Check each line of the data for "LoopState", then give the number of lines that have it, without any other words.

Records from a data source
=====

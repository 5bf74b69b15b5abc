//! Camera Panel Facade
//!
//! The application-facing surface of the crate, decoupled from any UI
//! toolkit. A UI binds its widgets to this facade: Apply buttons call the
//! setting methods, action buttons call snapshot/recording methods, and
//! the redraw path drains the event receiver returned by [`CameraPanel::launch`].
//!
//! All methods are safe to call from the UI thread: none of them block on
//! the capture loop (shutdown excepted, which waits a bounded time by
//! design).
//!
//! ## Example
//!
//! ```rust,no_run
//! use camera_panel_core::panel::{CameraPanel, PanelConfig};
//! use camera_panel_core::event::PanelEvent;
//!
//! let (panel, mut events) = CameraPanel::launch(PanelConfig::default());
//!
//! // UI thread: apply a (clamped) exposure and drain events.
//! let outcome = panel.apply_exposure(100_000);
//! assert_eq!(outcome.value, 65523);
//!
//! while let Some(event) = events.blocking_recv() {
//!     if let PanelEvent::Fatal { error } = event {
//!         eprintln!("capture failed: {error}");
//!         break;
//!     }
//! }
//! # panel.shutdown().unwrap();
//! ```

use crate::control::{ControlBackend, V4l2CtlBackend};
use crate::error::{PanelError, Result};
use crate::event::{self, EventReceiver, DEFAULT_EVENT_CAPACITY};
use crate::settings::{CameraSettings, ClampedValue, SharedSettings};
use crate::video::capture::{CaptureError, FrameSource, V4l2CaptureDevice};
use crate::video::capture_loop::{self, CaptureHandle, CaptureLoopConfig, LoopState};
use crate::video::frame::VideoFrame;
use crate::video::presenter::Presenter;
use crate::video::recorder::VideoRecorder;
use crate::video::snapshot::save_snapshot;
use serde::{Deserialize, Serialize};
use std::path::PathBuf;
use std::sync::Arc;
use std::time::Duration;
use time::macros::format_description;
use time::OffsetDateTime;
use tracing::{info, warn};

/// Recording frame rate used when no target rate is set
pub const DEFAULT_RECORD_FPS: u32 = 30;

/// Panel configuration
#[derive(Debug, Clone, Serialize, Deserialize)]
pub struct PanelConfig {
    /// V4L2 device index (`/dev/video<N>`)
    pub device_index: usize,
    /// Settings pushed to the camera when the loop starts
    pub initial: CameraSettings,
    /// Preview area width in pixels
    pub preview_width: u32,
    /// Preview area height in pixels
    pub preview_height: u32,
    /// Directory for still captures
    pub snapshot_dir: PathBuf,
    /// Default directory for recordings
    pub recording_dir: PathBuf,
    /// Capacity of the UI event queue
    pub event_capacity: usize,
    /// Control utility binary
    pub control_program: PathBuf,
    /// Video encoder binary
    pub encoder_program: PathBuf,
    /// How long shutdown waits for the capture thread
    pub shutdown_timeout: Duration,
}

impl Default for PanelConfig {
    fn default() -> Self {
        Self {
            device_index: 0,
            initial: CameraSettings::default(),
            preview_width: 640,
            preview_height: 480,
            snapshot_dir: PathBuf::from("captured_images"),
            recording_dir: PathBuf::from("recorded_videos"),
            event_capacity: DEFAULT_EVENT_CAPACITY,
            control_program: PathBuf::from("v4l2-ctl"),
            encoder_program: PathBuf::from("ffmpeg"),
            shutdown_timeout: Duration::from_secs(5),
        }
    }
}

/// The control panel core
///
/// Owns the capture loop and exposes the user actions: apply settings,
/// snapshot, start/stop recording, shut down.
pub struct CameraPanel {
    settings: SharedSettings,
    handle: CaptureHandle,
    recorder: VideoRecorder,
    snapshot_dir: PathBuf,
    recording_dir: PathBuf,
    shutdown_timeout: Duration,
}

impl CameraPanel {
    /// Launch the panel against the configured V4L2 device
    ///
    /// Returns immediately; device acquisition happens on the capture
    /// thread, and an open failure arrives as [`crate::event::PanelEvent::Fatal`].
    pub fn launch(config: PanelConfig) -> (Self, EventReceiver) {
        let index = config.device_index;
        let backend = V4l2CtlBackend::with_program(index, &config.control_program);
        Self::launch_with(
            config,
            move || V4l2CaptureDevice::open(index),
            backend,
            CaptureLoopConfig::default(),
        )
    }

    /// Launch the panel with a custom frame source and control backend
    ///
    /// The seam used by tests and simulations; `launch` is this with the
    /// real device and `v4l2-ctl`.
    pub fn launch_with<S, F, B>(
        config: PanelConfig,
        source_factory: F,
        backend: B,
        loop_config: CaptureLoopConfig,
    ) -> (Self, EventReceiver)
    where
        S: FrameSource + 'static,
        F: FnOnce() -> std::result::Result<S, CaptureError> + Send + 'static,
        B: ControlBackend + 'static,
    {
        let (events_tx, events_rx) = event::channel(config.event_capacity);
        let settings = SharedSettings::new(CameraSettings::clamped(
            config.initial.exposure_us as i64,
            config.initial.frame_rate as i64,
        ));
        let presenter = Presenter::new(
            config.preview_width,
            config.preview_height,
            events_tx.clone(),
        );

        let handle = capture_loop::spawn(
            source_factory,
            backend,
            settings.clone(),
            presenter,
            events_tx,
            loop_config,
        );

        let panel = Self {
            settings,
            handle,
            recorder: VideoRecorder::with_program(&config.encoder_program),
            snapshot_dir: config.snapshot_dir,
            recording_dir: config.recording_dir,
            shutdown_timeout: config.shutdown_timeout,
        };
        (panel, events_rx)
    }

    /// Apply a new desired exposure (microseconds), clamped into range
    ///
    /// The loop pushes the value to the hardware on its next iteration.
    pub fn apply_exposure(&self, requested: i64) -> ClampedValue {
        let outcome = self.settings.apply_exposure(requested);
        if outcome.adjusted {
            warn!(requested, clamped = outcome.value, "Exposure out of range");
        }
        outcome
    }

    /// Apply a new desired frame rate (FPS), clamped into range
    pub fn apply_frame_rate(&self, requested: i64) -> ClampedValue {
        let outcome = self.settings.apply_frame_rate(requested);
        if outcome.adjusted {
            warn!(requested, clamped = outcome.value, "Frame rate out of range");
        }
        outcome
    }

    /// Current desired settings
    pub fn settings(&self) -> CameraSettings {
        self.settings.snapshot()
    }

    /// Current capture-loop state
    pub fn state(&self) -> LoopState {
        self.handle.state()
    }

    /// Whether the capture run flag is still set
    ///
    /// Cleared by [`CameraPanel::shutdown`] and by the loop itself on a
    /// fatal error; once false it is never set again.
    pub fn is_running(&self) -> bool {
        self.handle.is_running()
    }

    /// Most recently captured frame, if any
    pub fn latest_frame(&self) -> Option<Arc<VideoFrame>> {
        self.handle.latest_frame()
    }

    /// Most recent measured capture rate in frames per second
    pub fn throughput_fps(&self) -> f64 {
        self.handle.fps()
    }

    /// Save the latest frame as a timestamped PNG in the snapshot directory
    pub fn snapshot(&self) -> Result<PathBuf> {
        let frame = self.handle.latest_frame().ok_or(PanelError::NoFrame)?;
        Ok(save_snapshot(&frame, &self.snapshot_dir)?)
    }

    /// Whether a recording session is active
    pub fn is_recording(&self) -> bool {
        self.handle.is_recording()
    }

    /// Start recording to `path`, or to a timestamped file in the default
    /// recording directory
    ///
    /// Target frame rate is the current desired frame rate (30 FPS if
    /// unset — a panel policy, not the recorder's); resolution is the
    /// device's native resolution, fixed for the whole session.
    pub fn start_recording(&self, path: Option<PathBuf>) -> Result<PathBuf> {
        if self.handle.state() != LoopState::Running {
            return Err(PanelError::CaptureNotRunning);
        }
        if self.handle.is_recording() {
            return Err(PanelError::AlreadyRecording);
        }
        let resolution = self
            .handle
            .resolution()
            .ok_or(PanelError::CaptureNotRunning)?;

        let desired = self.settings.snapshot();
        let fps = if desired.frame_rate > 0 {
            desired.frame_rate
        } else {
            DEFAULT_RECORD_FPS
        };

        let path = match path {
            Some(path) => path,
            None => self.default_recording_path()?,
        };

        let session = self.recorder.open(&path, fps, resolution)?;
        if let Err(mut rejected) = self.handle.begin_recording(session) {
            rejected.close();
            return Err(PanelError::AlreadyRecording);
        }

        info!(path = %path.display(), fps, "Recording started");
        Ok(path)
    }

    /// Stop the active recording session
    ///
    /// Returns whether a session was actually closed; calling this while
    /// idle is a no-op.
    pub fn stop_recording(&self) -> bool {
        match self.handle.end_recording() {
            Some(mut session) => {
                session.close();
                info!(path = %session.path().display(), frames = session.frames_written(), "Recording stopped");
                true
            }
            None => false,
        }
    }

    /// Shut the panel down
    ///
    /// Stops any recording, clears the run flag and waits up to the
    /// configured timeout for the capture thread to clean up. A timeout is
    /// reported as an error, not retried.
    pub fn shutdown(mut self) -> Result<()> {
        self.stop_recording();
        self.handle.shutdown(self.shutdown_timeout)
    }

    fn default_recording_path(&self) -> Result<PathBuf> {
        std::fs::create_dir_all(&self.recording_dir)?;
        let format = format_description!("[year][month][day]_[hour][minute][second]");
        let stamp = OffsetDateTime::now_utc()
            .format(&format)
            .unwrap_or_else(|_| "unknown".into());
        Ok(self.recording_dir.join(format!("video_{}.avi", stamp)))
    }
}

=====

→ **REPLY TO THE EXERCISE**
3